Es geht, sagt die Kulturbürgermeisterin, um nicht weniger als eine neue Kultur des Miteinanders.
"Es muss unser Ziel sein, Widersprüche produktiv aufzugreifen und andere Widersprüche auch auszuhalten. Andere Kulturen, Menschen mit anderen Hintergründen, mit anderen Erfahrungen auch Mitbürger werden zu lassen und das als Bereicherung zu empfinden – das kann man nicht verordnen. Das muss man empfinden."
Der Dresdner Oberbürgermeister Dirk Hilbert (FDP).

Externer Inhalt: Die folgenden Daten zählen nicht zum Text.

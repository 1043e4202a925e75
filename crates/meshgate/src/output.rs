//! Output formatting: table, JSON, YAML, plain.
//!
//! Renders data in the format selected by `--output`. Table uses `tabled`,
//! structured formats use serde, plain emits one identifier per line.
//! Mesh addresses and indexes are always shown as `0x%04x`.

use std::io::{self, IsTerminal, Write};

use owo_colors::OwoColorize;
use tabled::{Table, Tabled, settings::Style};

use crate::cli::{ColorMode, OutputFormat};
use crate::error::CliError;

// ── Color helpers ────────────────────────────────────────────────────

/// Determine whether color output should be enabled.
pub fn should_color(mode: &ColorMode) -> bool {
    match mode {
        ColorMode::Always => true,
        ColorMode::Never => false,
        ColorMode::Auto => io::stdout().is_terminal() && std::env::var("NO_COLOR").is_err(),
    }
}

/// "enabled"/"disabled", green or dimmed when color is on.
pub fn state(on: bool, color: bool) -> String {
    let label = if on { "enabled" } else { "disabled" };
    match (color, on) {
        (false, _) => label.into(),
        (true, true) => label.green().to_string(),
        (true, false) => label.dimmed().to_string(),
    }
}

/// A section heading in detail views.
pub fn heading(text: &str, color: bool) -> String {
    if color {
        text.bold().cyan().to_string()
    } else {
        text.into()
    }
}

// ── Number formatting ────────────────────────────────────────────────

pub fn hex16(value: u16) -> String {
    format!("0x{value:04x}")
}

pub fn hex8(value: u8) -> String {
    format!("0x{value:02x}")
}

/// Opcodes are 1 to 3 bytes; pad to the byte width actually used.
pub fn opcode(value: u32) -> String {
    match value {
        0..=0xff => format!("0x{value:02x}"),
        0x100..=0xffff => format!("0x{value:04x}"),
        _ => format!("0x{value:06x}"),
    }
}

pub fn hex16_list(values: &[u16]) -> String {
    if values.is_empty() {
        return "-".into();
    }
    values.iter().map(|v| hex16(*v)).collect::<Vec<_>>().join(", ")
}

pub fn bytes(values: &[u8]) -> String {
    if values.is_empty() {
        return "-".into();
    }
    values.iter().map(|b| hex8(*b)).collect::<Vec<_>>().join(" ")
}

// ── Render dispatchers ───────────────────────────────────────────────

/// Render a list of serde-serializable + tabled items in the chosen format.
///
/// - `table`: uses the `Tabled` derive to build a pretty table
/// - `json` / `json-compact`: serializes the original data via serde
/// - `yaml`: serializes via serde_yaml
/// - `plain`: calls `id_fn` on each item to emit one identifier per line
pub fn render_list<T, R>(
    format: &OutputFormat,
    data: &[T],
    to_row: impl Fn(&T) -> R,
    id_fn: impl Fn(&T) -> String,
) -> Result<String, CliError>
where
    T: serde::Serialize,
    R: Tabled,
{
    match format {
        OutputFormat::Table => {
            let rows: Vec<R> = data.iter().map(to_row).collect();
            Ok(render_table(&rows))
        }
        OutputFormat::Json => render_json(data, false),
        OutputFormat::JsonCompact => render_json(data, true),
        OutputFormat::Yaml => render_yaml(data),
        OutputFormat::Plain => Ok(data.iter().map(&id_fn).collect::<Vec<_>>().join("\n")),
    }
}

/// Render a single serde-serializable item in the chosen format.
///
/// Table rendering uses a custom `detail_fn` that returns a pre-formatted
/// string, since single-item detail views don't use `Tabled` derive.
pub fn render_single<T>(
    format: &OutputFormat,
    data: &T,
    detail_fn: impl Fn(&T) -> String,
    id_fn: impl Fn(&T) -> String,
) -> Result<String, CliError>
where
    T: serde::Serialize + ?Sized,
{
    match format {
        OutputFormat::Table => Ok(detail_fn(data)),
        OutputFormat::Json => render_json(data, false),
        OutputFormat::JsonCompact => render_json(data, true),
        OutputFormat::Yaml => render_yaml(data),
        OutputFormat::Plain => Ok(id_fn(data)),
    }
}

/// Print the rendered output to stdout, respecting quiet mode.
pub fn print_output(output: &str, quiet: bool) {
    if quiet || output.is_empty() {
        return;
    }
    let mut stdout = io::stdout().lock();
    let _ = writeln!(stdout, "{output}");
}

// ── Format-specific renderers ────────────────────────────────────────

fn render_table<R: Tabled>(rows: &[R]) -> String {
    Table::new(rows).with(Style::rounded()).to_string()
}

fn render_json<T: serde::Serialize + ?Sized>(data: &T, compact: bool) -> Result<String, CliError> {
    let rendered = if compact {
        serde_json::to_string(data)
    } else {
        serde_json::to_string_pretty(data)
    };
    rendered.map_err(|e| CliError::Render(e.to_string()))
}

fn render_yaml<T: serde::Serialize + ?Sized>(data: &T) -> Result<String, CliError> {
    serde_yaml::to_string(data).map_err(|e| CliError::Render(e.to_string()))
}
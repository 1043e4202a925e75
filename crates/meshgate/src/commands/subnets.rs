//! Subnet command handlers.

use tabled::Tabled;

use meshgate_core::{Session, Subnet};

use crate::cli::{GlobalOpts, SubnetsArgs, SubnetsCommand};
use crate::error::CliError;
use crate::output;

use super::util;

#[derive(Tabled)]
struct SubnetRow {
    #[tabled(rename = "Net Index")]
    index: String,
    #[tabled(rename = "Net Key")]
    key: String,
    #[tabled(rename = "Primary")]
    primary: String,
}

impl From<&Subnet> for SubnetRow {
    fn from(s: &Subnet) -> Self {
        Self {
            index: output::hex16(s.net_index),
            key: s.net_key.clone().unwrap_or_else(|| "-".into()),
            primary: if s.is_primary() { "yes".into() } else { String::new() },
        }
    }
}

pub fn print(subnets: &[Subnet], global: &GlobalOpts) -> Result<(), CliError> {
    let out = output::render_list(&global.output, subnets, |s| SubnetRow::from(s), |s| {
        output::hex16(s.net_index)
    })?;
    output::print_output(&out, global.quiet);
    Ok(())
}

/// Delete after confirmation. The primary subnet is refused by the
/// session before anything is published, so it is not worth a prompt.
pub async fn delete(session: &Session, index: u16, global: &GlobalOpts) -> Result<(), CliError> {
    if index != 0 {
        let prompt = format!("Delete subnet {}?", output::hex16(index));
        if !util::confirm("subnets delete", &prompt, global.yes)? {
            return Ok(());
        }
    }
    let subnets = session.delete_subnet(index).await?;
    print(&subnets, global)
}

pub async fn handle(
    session: &Session,
    args: SubnetsArgs,
    global: &GlobalOpts,
) -> Result<(), CliError> {
    match args.command {
        SubnetsCommand::List => print(&session.subnets().await?, global),
        SubnetsCommand::Add { net_key, index } => {
            print(&session.add_subnet(net_key, index).await?, global)
        }
        SubnetsCommand::Generate { index } => {
            print(&session.generate_subnet(index).await?, global)
        }
        SubnetsCommand::Delete { index } => delete(session, index, global).await,
    }
}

Der Dresdner Oberbürgermeister Dirk Hilbert (FDP).© Imago / Sven Ellger
Hilbert: "Es gilt für mich, dass die Menschen erkennen, dass in Pluralität, in Weltoffenheit unsere Zukunft, unsere Chance liegt."
Und während Ministerpräsident Tillich als Reaktion auf die Wahlergebnisse in Sachsen die CDU noch weiter nach rechts führen will, ist Oberbürgermeister Hilbert einer der wenigen, und vielleicht der erste – bürgerliche – Politiker, der Dresden Wege aus dem stillschweigendem Tolerieren rechter Umtriebe aufzeigt. Keine leichte Aufgabe.
Hilbert: "Vielleicht holen wir, in einer gewissen Brachialgewalt, Versäumnisse von 25 Jahren jetzt nach."